President Biden, who has required all federal employees and on-site contractors to be immunized or submit to regular testing, urged corporate, state and local leaders to follow his lead. “Do what I did last month. Require your employees to get vaccinated or face strict requirements,” he said in a national address.
Some experts also hope that the approval may convince people who are on the fence. A recent poll by the Kaiser Family Foundation found that three of every 10 unvaccinated people said that they would be more likely to get a shot that had been fully approved.
Dr. Thomas Dobbs, the chief health officer for Mississippi, said the F.D.A. move would help “shake loose this false assertion that the vaccines are an ‘experimental’ thing.”

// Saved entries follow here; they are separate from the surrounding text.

use ratatui::style::Color;

pub const THEME_FILE: &str = "theme.conf";

/// Colour palette for the dashboard.
#[derive(Clone, Copy, Debug, PartialEq)]
pub struct Theme {
    pub text: Color,
    pub muted: Color,
    pub accent: Color,
    pub border: Color,
    pub header_bg: Color,
    pub header_fg: Color,
    pub status_bg: Color,
    pub status_fg: Color,
    pub selected_fg: Color,
    pub selected_bg: Color,
    pub error: Color,
    pub skeleton: Color,
}

impl Theme {
    /// Catppuccin Mocha palette.
    pub fn mocha() -> Self {
        // https://github.com/catppuccin/catppuccin
        Self {
            text: Color::Rgb(0xcd, 0xd6, 0xf4),        // text
            muted: Color::Rgb(0x7f, 0x84, 0x9c),       // overlay1
            accent: Color::Rgb(0xcb, 0xa6, 0xf7),      // mauve
            border: Color::Rgb(0x58, 0x5b, 0x70),      // surface2
            header_bg: Color::Rgb(0x31, 0x32, 0x44),   // surface0
            header_fg: Color::Rgb(0xb4, 0xbe, 0xfe),   // lavender
            status_bg: Color::Rgb(0x45, 0x47, 0x5a),   // surface1
            status_fg: Color::Rgb(0xcd, 0xd6, 0xf4),   // text
            selected_fg: Color::Rgb(0xf9, 0xe2, 0xaf), // yellow
            selected_bg: Color::Rgb(0x45, 0x47, 0x5a), // surface1
            error: Color::Rgb(0xf3, 0x8b, 0xa8),       // red
            skeleton: Color::Rgb(0x31, 0x32, 0x44),    // surface0
        }
    }

    fn fields_mut(&mut self) -> [(&'static str, &mut Color); 12] {
        [
            ("text", &mut self.text),
            ("muted", &mut self.muted),
            ("accent", &mut self.accent),
            ("border", &mut self.border),
            ("header_bg", &mut self.header_bg),
            ("header_fg", &mut self.header_fg),
            ("status_bg", &mut self.status_bg),
            ("status_fg", &mut self.status_fg),
            ("selected_fg", &mut self.selected_fg),
            ("selected_bg", &mut self.selected_bg),
            ("error", &mut self.error),
            ("skeleton", &mut self.skeleton),
        ]
    }

    /// Load from a `key = #RRGGBB` file. Missing or bad keys keep `mocha`.
    pub fn from_file(path: &str) -> Option<Self> {
        let contents = std::fs::read_to_string(path).ok()?;
        let mut theme = Self::mocha();
        for raw_line in contents.lines() {
            let line = raw_line.trim();
            if line.is_empty() || line.starts_with('#') {
                continue;
            }
            let Some((key, val)) = line.split_once('=') else {
                continue;
            };
            let (key, val) = (key.trim(), val.trim());
            if let Some(color) = parse_color(val) {
                if let Some((_, slot)) = theme.fields_mut().into_iter().find(|(k, _)| *k == key) {
                    *slot = color;
                }
            }
        }
        Some(theme)
    }

    pub fn write_file(&self, path: &str) -> std::io::Result<()> {
        use std::fmt::Write as _;
        let mut copy = *self;
        let mut buf = String::new();
        buf.push_str("# userdeck theme\n");
        buf.push_str("# Colors: #RRGGBB, RRGGBB or 'reset'\n\n");
        for (key, color) in copy.fields_mut() {
            let _ = writeln!(&mut buf, "{key} = {}", color_to_str(*color));
        }
        std::fs::write(path, buf)
    }

    /// Read `path` if present, otherwise write the defaults there and use them.
    pub fn load_or_init(path: &str) -> Self {
        if std::path::Path::new(path).exists() {
            return Self::from_file(path).unwrap_or_else(Self::mocha);
        }
        if let Some(existing) = super::config::config_file_read_path(THEME_FILE) {
            if let Some(theme) = Self::from_file(&existing.to_string_lossy()) {
                return theme;
            }
        }
        let theme = Self::mocha();
        let _ = theme.write_file(path);
        theme
    }
}

impl Default for Theme {
    fn default() -> Self {
        Self::mocha()
    }
}

pub fn parse_color(s: &str) -> Option<Color> {
    let lower = s.trim().to_ascii_lowercase();
    if lower == "reset" {
        return Some(Color::Reset);
    }
    let hex = lower.strip_prefix('#').unwrap_or(&lower);
    if hex.len() != 6 {
        return None;
    }
    let channel = |i: usize| u8::from_str_radix(hex.get(i..i + 2)?, 16).ok();
    Some(Color::Rgb(channel(0)?, channel(2)?, channel(4)?))
}

fn color_to_str(c: Color) -> String {
    match c {
        Color::Rgb(r, g, b) => format!("#{r:02X}{g:02X}{b:02X}"),
        Color::Reset => "reset".to_string(),
        // Named colours are only produced by code, never by the file.
        other => format!("{other}"),
    }
}

#[cfg(test)]
mod tests {
    use super::*;

    #[test]
    fn parses_hex_and_reset() {
        assert_eq!(parse_color("#FF0080"), Some(Color::Rgb(0xff, 0x00, 0x80)));
        assert_eq!(parse_color("00ff00"), Some(Color::Rgb(0, 0xff, 0)));
        assert_eq!(parse_color("Reset"), Some(Color::Reset));
        assert_eq!(parse_color("#12345"), None);
        assert_eq!(parse_color("zzzzzz"), None);
    }
}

Others were less optimistic. “I think that is a vanishingly small number of people in real life,” said Alison Buttenheim, an associate professor of nursing at the University of Pennsylvania and expert on vaccine hesitancy.
More important, she said, would be the effect of requirements: “Mandates simplify things for people.”
Fewer nurses, fewer beds
As the Delta variant pushes cases skyward, hospitals are filling up: About one in four I.C.U.s across the country has at least 95 percent of beds occupied, according to a Times analysis.
“It’s like a war zone. We are just barraged with patients and have nowhere to put them,” said Cyndy O’Brien, an emergency room nurse and patient care coordinator at Singing River, a small health system on the Gulf Coast of Mississippi.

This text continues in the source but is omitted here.